The plaintiffs first claim that the trial court improperly charged the jury as to the applicable standard of care. Specifically, the plaintiffs contend that the trial court refused to instruct the jury in accordance with two of their requests to charge, the combined gist of which was that the degree of care required increases as the risk of harm increases.2 The result of the court’s [332]*332failure to so charge, the plaintiffs assert, is that the jury was misled to believe that reasonable care in this case was “simple care” rather than “very great care.” We disagree.

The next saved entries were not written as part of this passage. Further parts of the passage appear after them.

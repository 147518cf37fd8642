//! Newtype IDs for type-safe entity references.
//!
//! Identifiers in Tillpoint are opaque strings issued by other systems (the
//! catalog, the identity provider, the coupon service). Use the `define_id!`
//! macro to create wrappers that prevent accidentally mixing them up.

/// Macro to define a type-safe string ID wrapper.
///
/// Creates a newtype wrapper around `String` with:
/// - `Serialize`/`Deserialize` with `#[serde(transparent)]`
/// - `Debug`, `Clone`, `PartialEq`, `Eq`, `Hash`, `PartialOrd`, `Ord`
/// - Conversion methods: `new()`, `as_str()`, `into_inner()`
/// - `From<String>`, `From<&str>` and `Display` implementations
///
/// # Example
///
/// ```rust
/// # use tillpoint_core::define_id;
/// define_id!(UserId);
/// define_id!(ProductId);
///
/// let user_id = UserId::new("user_1");
/// let product_id = ProductId::new("user_1");
///
/// // These are different types, so this won't compile:
/// // let _: UserId = product_id;
/// assert_eq!(user_id.as_str(), product_id.as_str());
/// ```
#[macro_export]
macro_rules! define_id {
    ($name:ident) => {
        #[derive(
            Debug,
            Clone,
            PartialEq,
            Eq,
            Hash,
            PartialOrd,
            Ord,
            ::serde::Serialize,
            ::serde::Deserialize
        )]
        #[serde(transparent)]
        pub struct $name(String);

        impl $name {
            /// Create a new ID from any string-like value.
            #[must_use]
            pub fn new(id: impl Into<String>) -> Self {
                Self(id.into())
            }

            /// Get the underlying string value.
            #[must_use]
            pub fn as_str(&self) -> &str {
                &self.0
            }

            /// Consume the ID and return the underlying string.
            #[must_use]
            pub fn into_inner(self) -> String {
                self.0
            }

            /// Whether the ID is the empty string.
            #[must_use]
            pub fn is_empty(&self) -> bool {
                self.0.is_empty()
            }
        }

        impl ::core::fmt::Display for $name {
            fn fmt(&self, f: &mut ::core::fmt::Formatter<'_>) -> ::core::fmt::Result {
                f.write_str(&self.0)
            }
        }

        impl From<String> for $name {
            fn from(id: String) -> Self {
                Self(id)
            }
        }

        impl From<&str> for $name {
            fn from(id: &str) -> Self {
                Self(id.to_owned())
            }
        }

        impl AsRef<str> for $name {
            fn as_ref(&self) -> &str {
                &self.0
            }
        }
    };
}

define_id!(UserId);
define_id!(ProductId);
//! Integration tests for Tillpoint.
//!
//! # Running Tests
//!
//! ```bash
//! cargo test -p tillpoint-integration-tests
//! ```
//!
//! Each test spawns the storefront on an ephemeral port with the coupon
//! service and checkout endpoint replaced by `wiremock` servers. No external
//! services are needed.

use std::net::SocketAddr;
use std::path::PathBuf;
use std::time::Duration;

use reqwest::{Client, Response};
use secrecy::SecretString;
use serde_json::json;
use tillpoint_core::CurrencyCode;
use tillpoint_storefront::catalog::Catalog;
use tillpoint_storefront::config::{CheckoutConfig, CouponServiceConfig, StorefrontConfig};
use tillpoint_storefront::routes;
use tillpoint_storefront::state::AppState;
use url::Url;
use wiremock::matchers::{method, path};
use wiremock::{Mock, MockServer, ResponseTemplate};

/// Products every test storefront sells.
pub const CATALOG: &str = r#"[
    { "id": "tee", "name": "Tee", "price": "19.99" },
    { "id": "mug", "name": "Mug", "price": "8.00" }
]"#;

/// Origin of the hosted checkout pages the mock endpoint returns.
pub const PAY_ORIGIN: &str = "https://pay.example";

/// A running storefront plus its mocked collaborators.
pub struct TestApp {
    pub base_url: String,
    pub client: Client,
    pub coupons: MockServer,
    pub checkout: MockServer,
}

impl TestApp {
    /// Spawn a storefront with development sign-in enabled.
    pub async fn spawn() -> Self {
        let coupons = MockServer::start().await;
        let checkout = MockServer::start().await;

        let config = StorefrontConfig {
            host: "127.0.0.1".parse().expect("valid IP"),
            port: 0,
            base_url: "http://127.0.0.1".to_string(),
            currency: CurrencyCode::USD,
            catalog_path: None,
            http_timeout: Duration::from_secs(5),
            dev_sign_in: true,
            coupons: CouponServiceConfig {
                base_url: Url::parse(&coupons.uri()).expect("valid mock URL"),
                api_token: SecretString::from("tok_9fA7b6C5d4E3"),
            },
            checkout: CheckoutConfig {
                endpoint: Url::parse(&format!("{}/api/checkout", checkout.uri()))
                    .expect("valid mock URL"),
                redirect_origins: vec![PAY_ORIGIN.to_string()],
            },
            sentry_dsn: None,
            sentry_environment: None,
        };

        let catalog = Catalog::from_json(CATALOG).expect("valid catalog");
        let state = AppState::new(config, catalog).expect("Failed to build state");
        let static_dir = PathBuf::from(env!("CARGO_MANIFEST_DIR")).join("../storefront/static");
        let app = routes::app(state, &static_dir);

        let listener = tokio::net::TcpListener::bind("127.0.0.1:0")
            .await
            .expect("Failed to bind test listener");
        let addr = listener.local_addr().expect("Failed to read local addr");

        tokio::spawn(async move {
            axum::serve(
                listener,
                app.into_make_service_with_connect_info::<SocketAddr>(),
            )
            .await
            .expect("Test server error");
        });

        Self {
            base_url: format!("http://{addr}"),
            client: Self::client(),
            coupons,
            checkout,
        }
    }

    /// A cookie-keeping client that does not follow redirects.
    pub fn client() -> Client {
        Client::builder()
            .cookie_store(true)
            .redirect(reqwest::redirect::Policy::none())
            .build()
            .expect("Failed to create HTTP client")
    }

    pub fn url(&self, path: &str) -> String {
        format!("{}{path}", self.base_url)
    }

    /// POST a form as a plain browser would.
    pub async fn post_form(&self, path: &str, form: &[(&str, &str)]) -> Response {
        self.client
            .post(self.url(path))
            .form(form)
            .send()
            .await
            .expect("Request failed")
    }

    /// POST a form as HTMX would.
    pub async fn post_htmx(&self, path: &str, form: &[(&str, &str)]) -> Response {
        self.client
            .post(self.url(path))
            .header("HX-Request", "true")
            .form(form)
            .send()
            .await
            .expect("Request failed")
    }

    pub async fn get_text(&self, path: &str) -> String {
        self.client
            .get(self.url(path))
            .send()
            .await
            .expect("Request failed")
            .text()
            .await
            .expect("Failed to read body")
    }

    pub async fn add_to_cart(&self, product_id: &str, quantity: u32) {
        let quantity = quantity.to_string();
        let resp = self
            .post_form(
                "/cart/add",
                &[("product_id", product_id), ("quantity", &quantity)],
            )
            .await;
        assert!(resp.status().is_redirection(), "add failed: {}", resp.status());
    }

    pub async fn sign_in(&self, user_id: &str) {
        let resp = self
            .post_form("/auth/session", &[("user_id", user_id)])
            .await;
        assert!(resp.status().is_redirection(), "sign-in failed: {}", resp.status());
    }

    /// Make the coupon service accept every code with the given rate.
    pub async fn mock_coupon(&self, code: &str, discount_amount: f64) {
        Mock::given(method("POST"))
            .and(path("/coupons/validate"))
            .respond_with(ResponseTemplate::new(200).set_body_json(json!({
                "valid": true,
                "code": code,
                "discountAmount": discount_amount,
                "couponOwnerId": "owner_1"
            })))
            .mount(&self.coupons)
            .await;
    }

    /// Make the checkout endpoint answer with a session URL.
    pub async fn mock_checkout_session(&self, session_url: &str) {
        Mock::given(method("POST"))
            .and(path("/api/checkout"))
            .respond_with(
                ResponseTemplate::new(200).set_body_json(json!({ "sessionUrl": session_url })),
            )
            .mount(&self.checkout)
            .await;
    }
}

In reviewing the plaintiffs’ claim, we must determine whether the jury instructions “gave the jury a reasonably clear comprehension of the issues presented for their determination under the pleadings and upon the evidence and were suited to guide the jury in the determination of those issues. . . . [I]n our task of reviewing jury instructions, we view the instructions as part of the whole trial. ... As long as [the instructions] are correct in law, adapted to the issues and sufficient for the guidance of the jury . . . we will not view the instructions as improper.” (Citations omitted; internal quotation marks omitted.) Blanchette v. Barrett, 229 Conn. 256, 281, 640 A.2d 74 (1994). Moreover, “[a] refusal to charge in the exact words of a request will not constitute error if the requested charge is given in substance. ...” (Citations omitted; internal quotation marks omitted.) State v. Gant, 231 Conn. 43, 47, 646 A.2d 835 (1994).

Here, while the trial court refused to use the exact words of the plaintiffs’ request, it properly instructed the jury that the degree of care required varies with the specific circumstances of a case. Specifically, the court charged that “in circumstances of great danger, [333]*333a correspondingly greater amount of care would be required to constitute reasonable care.” The court also instructed that “ [reasonable care is care proportioned to the danger existing in the surrounding circumstances.” The plaintiffs, in their exception, stated that the trial court did not instruct the jury that the right to assume due care correspondingly decreases as the risk of harm becomes more foreseeable. The court, however, made it clear that the degree of care required, a concept that embraces both the duty to foresee risk of harm and the right to assume due care by others, is dependent on the circumstances of the case.

A consideration of the court’s instructions as to this issue, in conjunction with the entirety of the court’s charge, reveals that the trial court properly instructed the jury on the standard of care required of the defendants.

II

The plaintiffs next claim that the trial court improperly charged the jury that, even if it found the actions of Santos to be inappropriate, it could neither use that determination as a basis for finding Savin negligent, nor impute Santos’ actions to Savin.3 The plaintiffs contend that they established Santos’ negligence, as well as the fact that he was an employee of Savin. Consequently, the jury should have been allowed to impute Santos’ negligence to Savin. The plaintiffs assert that the trial court’s charge prevented the jury from finding liability on the part of Savin based on Santos’ negligence and, therefore, was incorrect as a matter of law.4 We are unpersuaded.

[334]*334We are again guided by the settled rule that “[a]s ‘long as [the instructions] are correct in law, adapted to the issues and sufficient for the guidance of the jury’; Kelley v. Bonney, 221 Conn. 549, 584, 606 A.2d 693 (1992); we will not view the instructions as improper.”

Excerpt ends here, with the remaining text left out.